• **Stored entries**
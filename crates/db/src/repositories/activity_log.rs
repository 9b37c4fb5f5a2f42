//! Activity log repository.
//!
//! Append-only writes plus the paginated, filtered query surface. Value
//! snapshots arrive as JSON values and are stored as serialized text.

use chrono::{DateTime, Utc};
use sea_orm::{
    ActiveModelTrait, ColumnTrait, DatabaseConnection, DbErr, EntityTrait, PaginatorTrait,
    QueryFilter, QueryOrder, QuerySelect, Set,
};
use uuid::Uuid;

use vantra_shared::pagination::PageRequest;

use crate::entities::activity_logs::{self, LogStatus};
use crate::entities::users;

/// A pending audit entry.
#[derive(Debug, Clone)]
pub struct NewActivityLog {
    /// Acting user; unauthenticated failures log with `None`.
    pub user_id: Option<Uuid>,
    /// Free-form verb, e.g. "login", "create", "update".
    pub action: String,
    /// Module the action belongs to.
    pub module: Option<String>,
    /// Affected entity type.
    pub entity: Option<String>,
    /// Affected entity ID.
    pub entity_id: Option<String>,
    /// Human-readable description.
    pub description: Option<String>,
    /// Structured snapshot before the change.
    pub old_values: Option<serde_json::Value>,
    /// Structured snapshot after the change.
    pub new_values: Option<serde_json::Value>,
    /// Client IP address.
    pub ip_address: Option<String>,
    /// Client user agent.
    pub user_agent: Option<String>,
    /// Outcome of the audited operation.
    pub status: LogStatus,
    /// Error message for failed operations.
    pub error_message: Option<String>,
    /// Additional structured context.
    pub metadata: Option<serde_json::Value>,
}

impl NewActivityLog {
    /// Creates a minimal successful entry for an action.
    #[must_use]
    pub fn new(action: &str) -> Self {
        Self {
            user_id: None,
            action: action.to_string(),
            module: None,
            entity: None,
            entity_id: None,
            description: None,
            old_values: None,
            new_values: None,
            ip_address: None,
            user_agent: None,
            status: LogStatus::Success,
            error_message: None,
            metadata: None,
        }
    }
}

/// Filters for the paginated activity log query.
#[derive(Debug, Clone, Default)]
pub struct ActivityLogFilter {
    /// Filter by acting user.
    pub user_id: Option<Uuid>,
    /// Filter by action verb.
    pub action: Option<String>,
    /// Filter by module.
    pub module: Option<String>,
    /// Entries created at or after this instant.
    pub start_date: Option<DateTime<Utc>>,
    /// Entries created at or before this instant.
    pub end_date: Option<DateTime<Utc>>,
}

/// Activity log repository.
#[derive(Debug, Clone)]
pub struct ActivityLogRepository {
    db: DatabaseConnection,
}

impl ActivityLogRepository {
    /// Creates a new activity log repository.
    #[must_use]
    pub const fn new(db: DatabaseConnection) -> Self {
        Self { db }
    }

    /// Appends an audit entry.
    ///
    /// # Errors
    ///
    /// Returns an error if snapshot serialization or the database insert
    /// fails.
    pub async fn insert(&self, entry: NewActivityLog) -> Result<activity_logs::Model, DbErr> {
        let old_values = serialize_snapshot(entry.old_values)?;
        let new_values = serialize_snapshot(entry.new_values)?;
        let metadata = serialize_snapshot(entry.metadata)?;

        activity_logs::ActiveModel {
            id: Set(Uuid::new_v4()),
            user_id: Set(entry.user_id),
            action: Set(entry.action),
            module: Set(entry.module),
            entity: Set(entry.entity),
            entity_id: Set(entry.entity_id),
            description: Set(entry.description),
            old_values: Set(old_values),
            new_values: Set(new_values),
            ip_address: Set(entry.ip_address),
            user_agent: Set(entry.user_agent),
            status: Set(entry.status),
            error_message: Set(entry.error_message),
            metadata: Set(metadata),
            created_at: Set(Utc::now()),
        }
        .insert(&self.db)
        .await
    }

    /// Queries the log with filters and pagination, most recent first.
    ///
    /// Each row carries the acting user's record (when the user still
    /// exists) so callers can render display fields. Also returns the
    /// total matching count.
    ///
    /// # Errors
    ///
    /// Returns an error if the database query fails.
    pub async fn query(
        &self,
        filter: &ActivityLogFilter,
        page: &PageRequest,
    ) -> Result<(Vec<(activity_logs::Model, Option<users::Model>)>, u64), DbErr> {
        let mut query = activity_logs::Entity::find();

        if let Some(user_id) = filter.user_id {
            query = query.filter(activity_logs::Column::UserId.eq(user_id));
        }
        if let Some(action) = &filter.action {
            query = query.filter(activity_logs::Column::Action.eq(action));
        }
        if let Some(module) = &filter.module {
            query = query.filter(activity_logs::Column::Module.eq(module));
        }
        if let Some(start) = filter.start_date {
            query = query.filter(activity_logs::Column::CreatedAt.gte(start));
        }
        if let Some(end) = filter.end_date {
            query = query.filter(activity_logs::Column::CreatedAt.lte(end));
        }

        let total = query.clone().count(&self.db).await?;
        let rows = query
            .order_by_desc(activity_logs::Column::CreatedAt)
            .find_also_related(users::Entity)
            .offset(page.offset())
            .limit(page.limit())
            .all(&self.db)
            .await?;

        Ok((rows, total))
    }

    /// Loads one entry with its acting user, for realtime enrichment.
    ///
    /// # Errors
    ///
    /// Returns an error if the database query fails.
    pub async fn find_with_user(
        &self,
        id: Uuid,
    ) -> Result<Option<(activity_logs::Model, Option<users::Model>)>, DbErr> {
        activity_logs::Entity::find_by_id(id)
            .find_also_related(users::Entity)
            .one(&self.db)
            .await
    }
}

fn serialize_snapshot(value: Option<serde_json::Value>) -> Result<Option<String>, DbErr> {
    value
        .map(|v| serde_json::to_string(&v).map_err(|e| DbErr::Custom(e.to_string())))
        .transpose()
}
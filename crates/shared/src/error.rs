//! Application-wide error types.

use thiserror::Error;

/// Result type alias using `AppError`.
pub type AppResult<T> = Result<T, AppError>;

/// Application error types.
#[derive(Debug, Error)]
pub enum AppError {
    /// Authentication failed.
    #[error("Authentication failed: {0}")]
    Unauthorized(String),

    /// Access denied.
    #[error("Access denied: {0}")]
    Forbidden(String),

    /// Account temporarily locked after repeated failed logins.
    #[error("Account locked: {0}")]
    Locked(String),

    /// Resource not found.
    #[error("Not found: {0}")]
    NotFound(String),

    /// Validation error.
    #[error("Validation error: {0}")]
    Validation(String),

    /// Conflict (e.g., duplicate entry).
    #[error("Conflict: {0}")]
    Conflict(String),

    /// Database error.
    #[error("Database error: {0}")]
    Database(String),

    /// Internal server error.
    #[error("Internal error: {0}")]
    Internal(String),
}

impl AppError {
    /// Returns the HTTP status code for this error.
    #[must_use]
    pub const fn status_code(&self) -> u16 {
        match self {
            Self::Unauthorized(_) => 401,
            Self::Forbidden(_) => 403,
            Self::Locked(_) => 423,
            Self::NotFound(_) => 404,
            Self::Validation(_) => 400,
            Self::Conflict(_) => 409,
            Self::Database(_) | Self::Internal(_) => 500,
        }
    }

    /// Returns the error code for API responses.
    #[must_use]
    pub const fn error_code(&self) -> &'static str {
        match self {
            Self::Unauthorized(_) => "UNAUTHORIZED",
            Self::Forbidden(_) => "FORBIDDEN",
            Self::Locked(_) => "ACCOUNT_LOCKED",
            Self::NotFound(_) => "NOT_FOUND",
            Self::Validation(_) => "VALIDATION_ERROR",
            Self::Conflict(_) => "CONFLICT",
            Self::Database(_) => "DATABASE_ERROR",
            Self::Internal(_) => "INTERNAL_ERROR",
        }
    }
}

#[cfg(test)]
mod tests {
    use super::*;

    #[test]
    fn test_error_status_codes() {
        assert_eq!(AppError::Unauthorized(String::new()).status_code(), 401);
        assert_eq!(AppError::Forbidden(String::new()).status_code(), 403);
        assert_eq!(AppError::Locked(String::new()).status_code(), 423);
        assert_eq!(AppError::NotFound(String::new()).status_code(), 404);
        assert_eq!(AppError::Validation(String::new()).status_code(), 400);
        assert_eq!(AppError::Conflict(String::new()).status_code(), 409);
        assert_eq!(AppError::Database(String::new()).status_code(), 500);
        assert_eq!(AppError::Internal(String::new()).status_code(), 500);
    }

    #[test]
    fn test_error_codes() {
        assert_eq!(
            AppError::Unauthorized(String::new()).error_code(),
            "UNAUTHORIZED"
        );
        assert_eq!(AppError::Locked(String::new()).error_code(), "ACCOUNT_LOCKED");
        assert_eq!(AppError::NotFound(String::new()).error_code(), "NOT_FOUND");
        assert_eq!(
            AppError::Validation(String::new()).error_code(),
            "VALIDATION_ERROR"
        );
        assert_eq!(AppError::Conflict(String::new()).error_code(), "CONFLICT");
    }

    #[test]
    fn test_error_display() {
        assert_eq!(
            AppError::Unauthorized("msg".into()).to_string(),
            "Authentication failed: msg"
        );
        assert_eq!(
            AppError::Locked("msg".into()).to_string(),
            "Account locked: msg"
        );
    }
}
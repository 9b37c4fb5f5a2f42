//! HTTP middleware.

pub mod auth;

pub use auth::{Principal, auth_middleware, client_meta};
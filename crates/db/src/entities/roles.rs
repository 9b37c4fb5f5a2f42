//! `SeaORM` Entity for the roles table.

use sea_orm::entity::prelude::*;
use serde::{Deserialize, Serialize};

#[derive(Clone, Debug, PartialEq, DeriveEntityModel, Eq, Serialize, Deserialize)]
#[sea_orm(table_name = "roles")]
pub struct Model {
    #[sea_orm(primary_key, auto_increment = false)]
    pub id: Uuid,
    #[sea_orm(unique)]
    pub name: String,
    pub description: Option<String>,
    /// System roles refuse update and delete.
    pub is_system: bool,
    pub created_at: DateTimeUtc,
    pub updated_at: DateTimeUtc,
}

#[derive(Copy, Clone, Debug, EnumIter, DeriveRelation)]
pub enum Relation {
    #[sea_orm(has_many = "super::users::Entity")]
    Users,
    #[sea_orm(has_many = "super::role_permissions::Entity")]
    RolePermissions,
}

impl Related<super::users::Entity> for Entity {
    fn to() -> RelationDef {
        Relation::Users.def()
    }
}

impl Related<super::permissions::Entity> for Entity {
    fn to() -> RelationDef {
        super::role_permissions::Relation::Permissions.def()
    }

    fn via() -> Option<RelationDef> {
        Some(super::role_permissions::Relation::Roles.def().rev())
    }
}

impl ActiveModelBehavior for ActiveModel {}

• **TASK**
Lines above that include the string "derive" need to be copied.

• **ANSWER TO THIS PROBLEM**
#[derive(Debug, Clone)]
#[derive(Debug, Clone, Default)]
#[derive(Debug, Clone)]
#[derive(Debug, Error)]
#[derive(Clone, Debug, PartialEq, DeriveEntityModel, Eq, Serialize, Deserialize)]
#[derive(Copy, Clone, Debug, EnumIter, DeriveRelation)]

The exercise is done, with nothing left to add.